How the collaboration was formed

Funded by the National Lottery Heritage Fund, the collaboration brought together key stakeholders and communities to deliver a range of exciting events for local communities along the entire length of Hadrian’s Wall and the Cumbrian coast.

Benefits derived from collaboration

The project provides local communities with the knowledge and skills to understand how the Wall has literally and metaphorically provided the building blocks for present-day communities, by exploring the way in which the Wall’s building fabric has been reused in the centuries following Roman rule of Britain.
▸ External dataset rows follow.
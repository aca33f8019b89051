// Frame state - slot table and cursor
//
// Owned by the renderer as one explicit context object and threaded through
// the protocol steps. Nothing here is global.

pub mod cursor;
pub mod signal;
pub mod slots;

pub use cursor::FrameCursor;
pub use signal::{CountingSignal, OneShotSignal};
pub use slots::{FrameSlot, FrameSlotTable};

use anyhow::Result;

use crate::backend::Gpu;

/// Cursor plus the slots it points into
pub struct FrameContext<G: Gpu> {
    pub cursor: FrameCursor,
    pub slots: FrameSlotTable<G>,
}

impl<G: Gpu> FrameContext<G> {
    pub fn new(gpu: &mut G, depth: usize, staging_size: u64) -> Result<Self> {
        Ok(Self {
            cursor: FrameCursor::new(depth),
            slots: FrameSlotTable::new(gpu, depth, staging_size)?,
        })
    }

    pub fn depth(&self) -> usize {
        self.cursor.depth()
    }

    /// Slot the cursor currently points at
    pub fn current(&self) -> &FrameSlot<G> {
        &self.slots[self.cursor.frame_index()]
    }

    pub fn current_mut(&mut self) -> &mut FrameSlot<G> {
        let index = self.cursor.frame_index();
        &mut self.slots[index]
    }

    /// Slot used one presentation ago
    pub fn previous(&self) -> &FrameSlot<G> {
        &self.slots[self.cursor.previous_frame()]
    }
}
The project also communicates and engages the need to actively engage in heritage conservation, building bridges between the monument, local communities, and various stakeholder organisations in the WHS.

Legacy of collaboration

A coordinated and informed network of experts, and engaged and empowered local communities and volunteers confident in securing the heritage for future generations;
a number of sites left in a physically improved condition;
contributions to exhibitions at the Great North Museum: Hancock and Tullie House Museum

Lessons learned

There is lots of passion and desire by individuals and communities to play an active role in their heritage.
Rewarding engagement for volunteers requires staffing dedicated to volunteer and community liaison and communications, alongside complementary expert staff.

Further information can be found at https://wallcap.ncl.ac.uk/project-aims-overview/

WallCAP volunteers recording stone taken from Hadrian’s Wall to build Thirlwall Castle in the 14th century.